Saved entries:
☆ ☆ ☆ ☆

use kernel::interface::query::BookQuery;
use kernel::interface::update::BookModifier;
use kernel::prelude::entity::{Book, BookAuthor, BookId, BookTitle, IsAvailable};
use kernel::KernelError;

use crate::database::inmemory::InMemoryTransaction;

pub struct InMemoryBookRepository;

#[async_trait::async_trait]
impl BookQuery for InMemoryBookRepository {
    type Transaction = InMemoryTransaction;

    async fn find_by_id(
        &self,
        con: &mut InMemoryTransaction,
        id: &BookId,
    ) -> error_stack::Result<Option<Book>, KernelError> {
        Ok(con.read().books.get(*id.as_ref()))
    }

    async fn find_all(
        &self,
        con: &mut InMemoryTransaction,
    ) -> error_stack::Result<Vec<Book>, KernelError> {
        Ok(con.read().books.list_all())
    }
}

#[async_trait::async_trait]
impl BookModifier for InMemoryBookRepository {
    type Transaction = InMemoryTransaction;

    async fn create(
        &self,
        con: &mut InMemoryTransaction,
        title: BookTitle,
        author: BookAuthor,
    ) -> error_stack::Result<Book, KernelError> {
        let book = con
            .write()
            .books
            .insert(|id| Book::new(BookId::new(id), title, author, IsAvailable::default()));
        Ok(book)
    }

    async fn update(
        &self,
        con: &mut InMemoryTransaction,
        book: &Book,
    ) -> error_stack::Result<(), KernelError> {
        con.write().books.put(*book.id().as_ref(), book.clone());
        Ok(())
    }

    async fn delete(
        &self,
        con: &mut InMemoryTransaction,
        book_id: &BookId,
    ) -> error_stack::Result<bool, KernelError> {
        Ok(con.write().books.delete(*book_id.as_ref()))
    }
}

#[cfg(test)]
mod test {
    use kernel::interface::database::DatabaseConnection;
    use kernel::interface::query::BookQuery;
    use kernel::interface::update::BookModifier;
    use kernel::prelude::entity::{BookAuthor, BookTitle, IsAvailable};
    use kernel::KernelError;

    use crate::database::inmemory::{InMemoryBookRepository, InMemoryDatabase};

    #[tokio::test]
    async fn create_update_list() -> error_stack::Result<(), KernelError> {
        let db = InMemoryDatabase::new();
        let mut connection = db.transact().await?;

        let first = InMemoryBookRepository
            .create(&mut connection, BookTitle::new("1984"), BookAuthor::new("George Orwell"))
            .await?;
        let second = InMemoryBookRepository
            .create(
                &mut connection,
                BookTitle::new("Brave New World"),
                BookAuthor::new("Aldous Huxley"),
            )
            .await?;
        assert_eq!(first.is_available(), &IsAvailable::new(true));

        let mut first = first;
        first.substitute(|book| *book.is_available = IsAvailable::new(false));
        InMemoryBookRepository
            .update(&mut connection, &first)
            .await?;

        let all = InMemoryBookRepository.find_all(&mut connection).await?;
        assert_eq!(all, vec![first, second]);
        Ok(())
    }
}
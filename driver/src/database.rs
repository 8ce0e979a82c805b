pub use self::inmemory::*;

mod inmemory;
use vodca::{AsRefln, Fromln};

/// Stored as given. Address syntax is checked at the http boundary.
#[derive(Debug, Clone, PartialEq, Eq, Hash, Fromln, AsRefln)]
pub struct UserEmail(String);

impl UserEmail {
    pub fn new(email: impl Into<String>) -> Self {
        Self(email.into())
    }
}
use crate::database::{DatabaseConnection, DependOnDatabaseConnection, Transaction};
use crate::entity::{User, UserEmail, UserId, UserName};
use crate::KernelError;

#[async_trait::async_trait]
pub trait UserModifier: 'static + Sync + Send {
    type Transaction: Transaction;
    /// Assigns the next user id. New users start active.
    async fn create(
        &self,
        con: &mut Self::Transaction,
        name: UserName,
        email: UserEmail,
    ) -> error_stack::Result<User, KernelError>;
    async fn update(
        &self,
        con: &mut Self::Transaction,
        user: &User,
    ) -> error_stack::Result<(), KernelError>;
    /// Returns `false` when no user had this id.
    async fn delete(
        &self,
        con: &mut Self::Transaction,
        user_id: &UserId,
    ) -> error_stack::Result<bool, KernelError>;
}

pub trait DependOnUserModifier: 'static + Sync + Send + DependOnDatabaseConnection {
    type UserModifier: UserModifier<
        Transaction = <Self::DatabaseConnection as DatabaseConnection>::Transaction,
    >;
    fn user_modifier(&self) -> &Self::UserModifier;
}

☆ ☆ ☆ ☆

* _TASK ITEM_
What you give back should match the entries above exactly.

* _EXERCISE ANSWER_
use kernel::interface::query::BookQuery;
use kernel::interface::update::BookModifier;
use kernel::prelude::entity::{Book, BookAuthor, BookId, BookTitle, IsAvailable};
use kernel::KernelError;

use crate::database::inmemory::InMemoryTransaction;

pub struct InMemoryBookRepository;

#[async_trait::async_trait]
impl BookQuery for InMemoryBookRepository {
    type Transaction = InMemoryTransaction;

    async fn find_by_id(
        &self,
        con: &mut InMemoryTransaction,
        id: &BookId,
    ) -> error_stack::Result<Option<Book>, KernelError> {
        Ok(con.read().books.get(*id.as_ref()))
    }

    async fn find_all(
        &self,
        con: &mut InMemoryTransaction,
    ) -> error_stack::Result<Vec<Book>, KernelError> {
        Ok(con.read().books.list_all())
    }
}

#[async_trait::async_trait]
impl BookModifier for InMemoryBookRepository {
    type Transaction = InMemoryTransaction;

    async fn create(
        &self,
        con: &mut InMemoryTransaction,
        title: BookTitle,
        author: BookAuthor,
    ) -> error_stack::Result<Book, KernelError> {
        let book = con
            .write()
            .books
            .insert(|id| Book::new(BookId::new(id), title, author, IsAvailable::default()));
        Ok(book)
    }

    async fn update(
        &self,
        con: &mut InMemoryTransaction,
        book: &Book,
    ) -> error_stack::Result<(), KernelError> {
        con.write().books.put(*book.id().as_ref(), book.clone());
        Ok(())
    }

    async fn delete(
        &self,
        con: &mut InMemoryTransaction,
        book_id: &BookId,
    ) -> error_stack::Result<bool, KernelError> {
        Ok(con.write().books.delete(*book_id.as_ref()))
    }
}

#[cfg(test)]
mod test {
    use kernel::interface::database::DatabaseConnection;
    use kernel::interface::query::BookQuery;
    use kernel::interface::update::BookModifier;
    use kernel::prelude::entity::{BookAuthor, BookTitle, IsAvailable};
    use kernel::KernelError;

    use crate::database::inmemory::{InMemoryBookRepository, InMemoryDatabase};

    #[tokio::test]
    async fn create_update_list() -> error_stack::Result<(), KernelError> {
        let db = InMemoryDatabase::new();
        let mut connection = db.transact().await?;

        let first = InMemoryBookRepository
            .create(&mut connection, BookTitle::new("1984"), BookAuthor::new("George Orwell"))
            .await?;
        let second = InMemoryBookRepository
            .create(
                &mut connection,
                BookTitle::new("Brave New World"),
                BookAuthor::new("Aldous Huxley"),
            )
            .await?;
        assert_eq!(first.is_available(), &IsAvailable::new(true));

        let mut first = first;
        first.substitute(|book| *book.is_available = IsAvailable::new(false));
        InMemoryBookRepository
            .update(&mut connection, &first)
            .await?;

        let all = InMemoryBookRepository.find_all(&mut connection).await?;
        assert_eq!(all, vec![first, second]);
        Ok(())
    }
}
filename driver/src/database.rs
repository 8ce0e979a82c805b
pub use self::inmemory::*;

mod inmemory;
use vodca::{AsRefln, Fromln};

/// Stored as given. Address syntax is checked at the http boundary.
#[derive(Debug, Clone, PartialEq, Eq, Hash, Fromln, AsRefln)]
pub struct UserEmail(String);

impl UserEmail {
    pub fn new(email: impl Into<String>) -> Self {
        Self(email.into())
    }
}
use crate::database::{DatabaseConnection, DependOnDatabaseConnection, Transaction};
use crate::entity::{User, UserEmail, UserId, UserName};
use crate::KernelError;

#[async_trait::async_trait]
pub trait UserModifier: 'static + Sync + Send {
    type Transaction: Transaction;
    /// Assigns the next user id. New users start active.
    async fn create(
        &self,
        con: &mut Self::Transaction,
        name: UserName,
        email: UserEmail,
    ) -> error_stack::Result<User, KernelError>;
    async fn update(
        &self,
        con: &mut Self::Transaction,
        user: &User,
    ) -> error_stack::Result<(), KernelError>;
    /// Returns `false` when no user had this id.
    async fn delete(
        &self,
        con: &mut Self::Transaction,
        user_id: &UserId,
    ) -> error_stack::Result<bool, KernelError>;
}

pub trait DependOnUserModifier: 'static + Sync + Send + DependOnDatabaseConnection {
    type UserModifier: UserModifier<
        Transaction = <Self::DatabaseConnection as DatabaseConnection>::Transaction,
    >;
    fn user_modifier(&self) -> &Self::UserModifier;
}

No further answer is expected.